Tuesday, June 30, 2015

Wrap Up for June '15

Perhaps there will be a silver lining, for the storm clouds which still threaten Greece. Whatever the eventual outcome, this beautiful country serves as a reminder that solutions don't come easy for any country which delays structural change too long. Their dilemma is the same that many other nations could ultimately face, when supply side constraints and limitations are not promptly dealt with.

Once structural imbalance reaches a certain point, there is no return to the relative simplicity of earlier circumstance. Even so, political factions have too little reason to find compromise while there's time to do so. Perhaps worsening political scenarios partially account for a more civil dialogue between economists in recent years.
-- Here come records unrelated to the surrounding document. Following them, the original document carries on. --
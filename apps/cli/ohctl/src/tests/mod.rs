mod cli;
mod run;
//! Records handed back to the host, one per input row or per array element.

use serde::Serialize;
use serde_json::{Map, Value};

/// Key used when a non-object value has to be wrapped into a row.
const SCALAR_VALUE_KEY: &str = "value";

const ERROR_KEY: &str = "error";

#[derive(Debug, Clone, Default, PartialEq, Serialize)]
#[serde(transparent)]
pub struct OutputRow(Map<String, Value>);

impl OutputRow {
    pub fn new() -> Self {
        Self(Map::new())
    }

    /// `{error: message}` row recorded when the host continues on failure.
    pub fn error(message: impl Into<String>) -> Self {
        let mut row = Map::new();
        row.insert(ERROR_KEY.to_string(), Value::String(message.into()));
        Self(row)
    }

    pub fn with(mut self, key: impl Into<String>, value: impl Into<Value>) -> Self {
        self.0.insert(key.into(), value.into());
        self
    }

    /// Objects become rows as-is; anything else is wrapped under `value`.
    pub fn from_value(value: Value) -> Self {
        match value {
            Value::Object(map) => Self(map),
            other => Self::new().with(SCALAR_VALUE_KEY, other),
        }
    }

    /// Arrays expand into one row per element; everything else is one row.
    pub fn expand(value: Value) -> Vec<Self> {
        match value {
            Value::Array(items) => items.into_iter().map(Self::from_value).collect(),
            other => vec![Self::from_value(other)],
        }
    }

    pub fn get(&self, key: &str) -> Option<&Value> {
        self.0.get(key)
    }

    pub fn is_error(&self) -> bool {
        self.0.len() == 1 && self.0.contains_key(ERROR_KEY)
    }

    pub fn into_value(self) -> Value {
        Value::Object(self.0)
    }
}

impl From<Map<String, Value>> for OutputRow {
    fn from(map: Map<String, Value>) -> Self {
        Self(map)
    }
}
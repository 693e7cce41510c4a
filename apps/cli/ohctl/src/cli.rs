use std::path::PathBuf;

use clap::Parser;

#[derive(Debug, Parser)]
#[command(name = "ohctl")]
#[command(about = "Run openHAB REST operations over batches of input rows")]
#[command(version)]
pub struct Cli {
    /// Credentials file (defaults to <config dir>/ohctl/openhab.toml)
    #[arg(short, long, env = "OHCTL_CONFIG")]
    pub config: Option<PathBuf>,

    /// Log every request and response (secrets redacted)
    #[arg(short, long)]
    pub debug: bool,

    /// Record failing rows as {"error": ...} instead of aborting
    #[arg(long)]
    pub continue_on_fail: bool,

    /// Also write logs to this file
    #[arg(long)]
    pub log_file: Option<PathBuf>,

    /// Resource: item, thing, rule or system
    pub resource: String,

    /// Operation on the resource (e.g. list, get, command)
    pub operation: String,

    /// JSON file with one object or an array of objects; "-" reads stdin
    #[arg(short, long, conflicts_with = "params")]
    pub input: Option<PathBuf>,

    /// Single-row parameters as key=value pairs (e.g. itemName=Kitchen_Light)
    #[arg(short = 'p', long = "param", value_name = "KEY=VALUE")]
    pub params: Vec<String>,
}
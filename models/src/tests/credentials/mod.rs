mod auth_mode;
mod builder;
use crate::error::dispatch::DispatchError;

use common::ErrorLocation;

use std::panic::Location;

use thiserror::Error as ThisError;

#[derive(Debug, ThisError)]
pub enum OperationError {
    #[error(transparent)]
    Dispatch(#[from] DispatchError),

    #[error("Missing Parameter Error: '{name}' is required {location}")]
    MissingParameter {
        name: &'static str,
        location: ErrorLocation,
    },

    #[error("Invalid Parameter Error: '{name}': {message} {location}")]
    InvalidParameter {
        name: &'static str,
        message: String,
        location: ErrorLocation,
    },

    #[error("Unknown Operation Error: '{name}' {location}")]
    UnknownOperation {
        name: String,
        location: ErrorLocation,
    },
}

impl OperationError {
    #[track_caller]
    pub fn missing_parameter(name: &'static str) -> Self {
        OperationError::MissingParameter {
            name,
            location: ErrorLocation::from(Location::caller()),
        }
    }

    #[track_caller]
    pub fn invalid_parameter(name: &'static str, message: impl Into<String>) -> Self {
        OperationError::InvalidParameter {
            name,
            message: message.into(),
            location: ErrorLocation::from(Location::caller()),
        }
    }

    #[track_caller]
    pub fn unknown_operation(name: impl Into<String>) -> Self {
        OperationError::UnknownOperation {
            name: name.into(),
            location: ErrorLocation::from(Location::caller()),
        }
    }

    /// The human-readable message without the source location.
    pub fn message(&self) -> String {
        match self {
            OperationError::Dispatch(error) => error.message(),
            OperationError::MissingParameter { name, .. } => {
                format!("Parameter '{name}' is required")
            }
            OperationError::InvalidParameter { name, message, .. } => {
                format!("Parameter '{name}' is invalid: {message}")
            }
            OperationError::UnknownOperation { name, .. } => {
                format!("Unknown operation '{name}'")
            }
        }
    }
}
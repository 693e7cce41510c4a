//! Response classification: success payload or a descriptive failure.

use crate::dispatch::Method;
use crate::error::DispatchError;
use crate::transport::TransportResponse;

use common::HttpStatusCode;
use models::{AuthMode, ResponseBody, ResponseEnvelope, ResponsePayload};

/// Characters of the response body kept in failure messages.
pub const ERROR_BODY_LIMIT: usize = 300;

pub const TRUNCATION_MARKER: &str = "...";

/// Appended to cloud relay 401 failures.
pub const CLOUD_UNAUTHORIZED_HINT: &str = " (myopenHAB accepted the account but the server refused the request; \
     endpoints that need elevated access also require the optional openHAB API token in the cloud credentials)";

pub fn classify(
    method: Method,
    mode: AuthMode,
    response: TransportResponse,
    full_response: bool,
) -> Result<ResponsePayload, DispatchError> {
    let Some(code) = response.status else {
        return Err(DispatchError::malformed_response(format!(
            "{method} request returned a malformed response without a status code"
        )));
    };

    let status = HttpStatusCode(code);

    if !status.is_success() {
        let message = failure_message(method, mode, status, &response.status_message, &response.body);
        return Err(DispatchError::http_status(status, message));
    }

    if full_response {
        Ok(ResponsePayload::Full(ResponseEnvelope {
            status_code: code,
            status_message: response.status_message,
            headers: response.headers,
            body: response.body,
        }))
    } else {
        Ok(ResponsePayload::Body(response.body))
    }
}

/// `"<VERB> request failed with status <code> <reason> - <body>"`, plus the
/// token hint for cloud 401s.
pub fn failure_message(
    method: Method,
    mode: AuthMode,
    status: HttpStatusCode,
    status_message: &str,
    body: &ResponseBody,
) -> String {
    let mut message = format!("{method} request failed with status {status}");

    let status_message = status_message.trim();
    if !status_message.is_empty() {
        message.push(' ');
        message.push_str(status_message);
    }

    let rendered = body.render();
    if !rendered.is_empty() {
        message.push_str(" - ");
        message.push_str(&truncate(&rendered, ERROR_BODY_LIMIT));
    }

    if mode == AuthMode::CloudRelay && status.is_unauthorized() {
        message.push_str(CLOUD_UNAUTHORIZED_HINT);
    }

    message
}

/// First `limit` characters of `text`, with a marker when anything was cut.
pub fn truncate(text: &str, limit: usize) -> String {
    match text.char_indices().nth(limit) {
        Some((cut, _)) => format!("{}{TRUNCATION_MARKER}", &text[..cut]),
        None => text.to_string(),
    }
}
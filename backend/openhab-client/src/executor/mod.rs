//! Per-row execution of one operation over a batch of input rows.
//!
//! Rows run strictly one after another: each call resolves completely before
//! the next row starts.

use crate::dispatch::Dispatcher;
use crate::error::OperationError;
use crate::operations::params::InputRow;
use crate::operations::{HubOperation, OperationCall};
use crate::transport::Transport;

use models::{Credentials, OutputRow};

use log::{debug, info, warn};

#[derive(Debug, Clone, Copy, Default)]
pub struct ExecutorOptions {
    /// Record failures as `{error}` rows and keep going instead of aborting.
    pub continue_on_fail: bool,
    /// Enable per-request diagnostic logging.
    pub debug: bool,
}

pub struct RowExecutor<'a, T: Transport> {
    dispatcher: &'a Dispatcher<T>,
    credentials: &'a Credentials,
    options: ExecutorOptions,
}

impl<'a, T: Transport> RowExecutor<'a, T> {
    pub fn new(
        dispatcher: &'a Dispatcher<T>,
        credentials: &'a Credentials,
        options: ExecutorOptions,
    ) -> Self {
        Self {
            dispatcher,
            credentials,
            options,
        }
    }

    /// Run `operation` once per row and collect the output rows.
    ///
    /// # Errors
    ///
    /// Without `continue_on_fail`, returns the first row's error and skips
    /// the remaining rows.
    pub async fn execute(
        &self,
        operation: HubOperation,
        rows: &[InputRow],
    ) -> Result<Vec<OutputRow>, OperationError> {
        let mut output = Vec::with_capacity(rows.len());

        for (index, row) in rows.iter().enumerate() {
            match self.execute_row(operation, row).await {
                Ok(shaped) => {
                    debug!("{operation} row {index}: {} output row(s)", shaped.len());
                    output.extend(shaped);
                }
                Err(error) if self.options.continue_on_fail => {
                    warn!("{operation} row {index} failed, continuing: {}", error.message());
                    output.push(OutputRow::error(error.message()));
                }
                Err(error) => {
                    warn!("{operation} row {index} failed, aborting batch: {}", error.message());
                    return Err(error);
                }
            }
        }

        info!(
            "{operation} processed {} input row(s) into {} output row(s)",
            rows.len(),
            output.len()
        );
        Ok(output)
    }

    /// Resolve parameters, dispatch once and shape the payload for one row.
    pub async fn execute_row(
        &self,
        operation: HubOperation,
        row: &InputRow,
    ) -> Result<Vec<OutputRow>, OperationError> {
        let call = OperationCall::resolve(operation, row)?;
        let request = call.request().debug(self.options.debug);
        let payload = self.dispatcher.dispatch(self.credentials, &request).await?;

        Ok(call.shape(payload))
    }
}
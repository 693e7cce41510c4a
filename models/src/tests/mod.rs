mod credentials;
mod output_row;
//! Errors raised while sending a request and classifying its response.
//!
//! - Configuration problems are wrapped, not re-described
//! - Transport failures keep the transport's own message
//! - HTTP failures carry the composed, user-facing message verbatim

use crate::error::config::ConfigError;

use common::{ErrorLocation, HttpStatusCode};

use std::panic::Location;

use thiserror::Error as ThisError;

#[derive(Debug, ThisError)]
pub enum DispatchError {
    #[error(transparent)]
    Config(#[from] ConfigError),

    #[error("Transport Error: {message} {location}")]
    Transport {
        message: String,
        is_timeout: bool,
        is_connection: bool,
        location: ErrorLocation,
    },

    #[error("Malformed Response Error: {message} {location}")]
    MalformedResponse {
        message: String,
        location: ErrorLocation,
    },

    #[error("HTTP Error: {message} {location}")]
    HttpStatus {
        status_code: HttpStatusCode,
        message: String,
        location: ErrorLocation,
    },
}

impl DispatchError {
    #[track_caller]
    pub fn transport(message: impl Into<String>) -> Self {
        DispatchError::Transport {
            message: message.into(),
            is_timeout: false,
            is_connection: false,
            location: ErrorLocation::from(Location::caller()),
        }
    }

    #[track_caller]
    pub fn malformed_response(message: impl Into<String>) -> Self {
        DispatchError::MalformedResponse {
            message: message.into(),
            location: ErrorLocation::from(Location::caller()),
        }
    }

    #[track_caller]
    pub fn http_status(status_code: HttpStatusCode, message: impl Into<String>) -> Self {
        DispatchError::HttpStatus {
            status_code,
            message: message.into(),
            location: ErrorLocation::from(Location::caller()),
        }
    }

    /// The human-readable message without the source location.
    pub fn message(&self) -> String {
        match self {
            DispatchError::Config(error) => error.message(),
            DispatchError::Transport { message, .. } => message.clone(),
            DispatchError::MalformedResponse { message, .. } => message.clone(),
            DispatchError::HttpStatus { message, .. } => message.clone(),
        }
    }

    pub fn status_code(&self) -> Option<u16> {
        match self {
            DispatchError::HttpStatus { status_code, .. } => Some(status_code.as_u16()),
            _ => None,
        }
    }

    /// The transport gave up waiting for the hub.
    pub fn is_timeout(&self) -> bool {
        matches!(self, DispatchError::Transport { is_timeout: true, .. })
    }

    /// The hub could not be reached at all (refused, DNS, TLS handshake).
    pub fn is_connection(&self) -> bool {
        matches!(self, DispatchError::Transport { is_connection: true, .. })
    }

    /// True when the failure happened before anything was sent.
    pub fn is_config(&self) -> bool {
        matches!(self, DispatchError::Config(_))
    }
}

impl From<reqwest::Error> for DispatchError {
    #[track_caller]
    fn from(error: reqwest::Error) -> Self {
        DispatchError::Transport {
            is_timeout: error.is_timeout(),
            is_connection: error.is_connect(),
            message: error.to_string(),
            location: ErrorLocation::from(Location::caller()),
        }
    }
}
//! Response values produced by the transport and returned by the dispatcher.

use std::collections::BTreeMap;

use serde_json::{Map, Value, json};

/// A response body in whatever shape the transport decoded it.
#[derive(Debug, Clone, PartialEq)]
pub enum ResponseBody {
    Json(Value),
    Text(String),
    Empty,
}

impl ResponseBody {
    pub fn is_empty(&self) -> bool {
        match self {
            ResponseBody::Empty => true,
            ResponseBody::Text(text) => text.is_empty(),
            ResponseBody::Json(_) => false,
        }
    }

    pub fn as_text(&self) -> Option<&str> {
        match self {
            ResponseBody::Text(text) => Some(text),
            _ => None,
        }
    }

    /// Human-readable rendering, used for error messages and diagnostics.
    pub fn render(&self) -> String {
        match self {
            ResponseBody::Json(Value::String(text)) => text.clone(),
            ResponseBody::Json(value) => value.to_string(),
            ResponseBody::Text(text) => text.clone(),
            ResponseBody::Empty => String::new(),
        }
    }

    pub fn into_value(self) -> Value {
        match self {
            ResponseBody::Json(value) => value,
            ResponseBody::Text(text) => Value::String(text),
            ResponseBody::Empty => Value::Null,
        }
    }
}

/// Status, headers and body of one HTTP response.
#[derive(Debug, Clone, PartialEq)]
pub struct ResponseEnvelope {
    pub status_code: u16,
    pub status_message: String,
    pub headers: BTreeMap<String, String>,
    pub body: ResponseBody,
}

impl ResponseEnvelope {
    pub fn into_value(self) -> Value {
        let headers: Map<String, Value> = self
            .headers
            .into_iter()
            .map(|(name, value)| (name, Value::String(value)))
            .collect();

        json!({
            "statusCode": self.status_code,
            "statusMessage": self.status_message,
            "headers": headers,
            "body": self.body.into_value(),
        })
    }
}

/// What a successful dispatch hands back: the body alone, or the whole
/// envelope when the caller asked for the full response.
#[derive(Debug, Clone, PartialEq)]
pub enum ResponsePayload {
    Body(ResponseBody),
    Full(ResponseEnvelope),
}

impl ResponsePayload {
    pub fn body(&self) -> &ResponseBody {
        match self {
            ResponsePayload::Body(body) => body,
            ResponsePayload::Full(envelope) => &envelope.body,
        }
    }

    pub fn status_code(&self) -> Option<u16> {
        match self {
            ResponsePayload::Body(_) => None,
            ResponsePayload::Full(envelope) => Some(envelope.status_code),
        }
    }

    pub fn into_value(self) -> Value {
        match self {
            ResponsePayload::Body(body) => body.into_value(),
            ResponsePayload::Full(envelope) => envelope.into_value(),
        }
    }
}
use crate::OutputRow;

use serde_json::json;

/// **VALUE**: Verifies list payloads fan out into one row per element.
///
/// **WHY THIS MATTERS**: `item.list` returns hundreds of items; downstream workflow
/// steps expect to iterate them as separate rows, not one row holding an array.
///
/// **BUG THIS CATCHES**: Wrapping the array as a single `{value: [...]}` row.
#[test]
fn given_array_when_expanded_then_one_row_per_element() {
    let rows = OutputRow::expand(json!([
        {"name": "Kitchen_Light"},
        {"name": "Hall_Light"},
    ]));

    assert_eq!(rows.len(), 2);
    assert_eq!(rows[1].get("name"), Some(&json!("Hall_Light")));
}

#[test]
fn given_object_when_expanded_then_single_row() {
    let rows = OutputRow::expand(json!({"version": "4.1.0"}));

    assert_eq!(rows, vec![OutputRow::new().with("version", "4.1.0")]);
}

#[test]
fn given_scalar_when_expanded_then_wrapped_under_value() {
    let rows = OutputRow::expand(json!("ONLINE"));

    assert_eq!(rows[0].get("value"), Some(&json!("ONLINE")));
}

#[test]
fn given_empty_array_when_expanded_then_no_rows() {
    assert!(OutputRow::expand(json!([])).is_empty());
}

#[test]
fn given_error_row_when_serialized_then_plain_error_object() {
    let row = OutputRow::error("boom");

    assert!(row.is_error());
    assert_eq!(serde_json::to_value(&row).unwrap(), json!({"error": "boom"}));
}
One senses a shift in focus away from broad interpretations of fiscal and monetary policy, to determine how those differences actually matter.

Some considerations for the organization and (initial) outcomes of domestic summits:  What are the possibilities for new communities in given locations, and are local conditions conducive for long term growth? Before setting down roots, who needs to be consulted and why? How valuable might the opinions of experts be, as compared to the crowd? This article also gives an interesting perspective on expert assistance: http://johnkamau.blogspot.com/2015/05/nairobi-was-built-on-wrong-place.html

It will be quite a relief, when education returns to personalized instruction in challenging settings instead of this. Plenty of Democrats and Republicans probably agree with these sentiments. http://www.alternet.org/education/corporations-profit-standardized-tests

I'm surprised that the U.S. has avoided this trend, at least thus far: http://www.bloomberg.com/news/articles/2015-05-28/worldwide-elderly-crime-rates-increase

Taking a long view of structural stagnation - that of the Middle East Timur Kuran (2004 JEP) http://pubs.aeaweb.org/doi/pdfplus/10.1257/0895330042162421

In 22 of 33 cities, wage growth remains below prerecession level. http://blogs.wsj.com/economics/2015/06/03/here-are-the-u-s-cities-where-wage-growth-has-lagged-job-growth/?mod=WSJBlog

How much will the ACA cost large employers over the next decade?http://www.shrm.org/hrdisciplines/benefits/articles/pages/aca-costs-employers.aspx
Healthcare is not just problematic in terms of consumption expectations, but also the ways which healthcare is expected to be produced. Malaise among medics: Doctors desire vocational purpose

A recent lecture from Amartya Sen: http://www.newstatesman.com/politics/2015/06/amartya-sen-economic-consequences-austerity

This short article is simply a young person's lament of not being able to learn practical things in school. Even though I thought her complaint was quite valid, some of the many comments were brutal. The "do it yourself" conditioning of recent decades, runs deep. When people told her to figure out things on her own, she replied that she had. But that's just the thing. Why, in a time of diverse and complex economies, should it be necessary to do everything oneself?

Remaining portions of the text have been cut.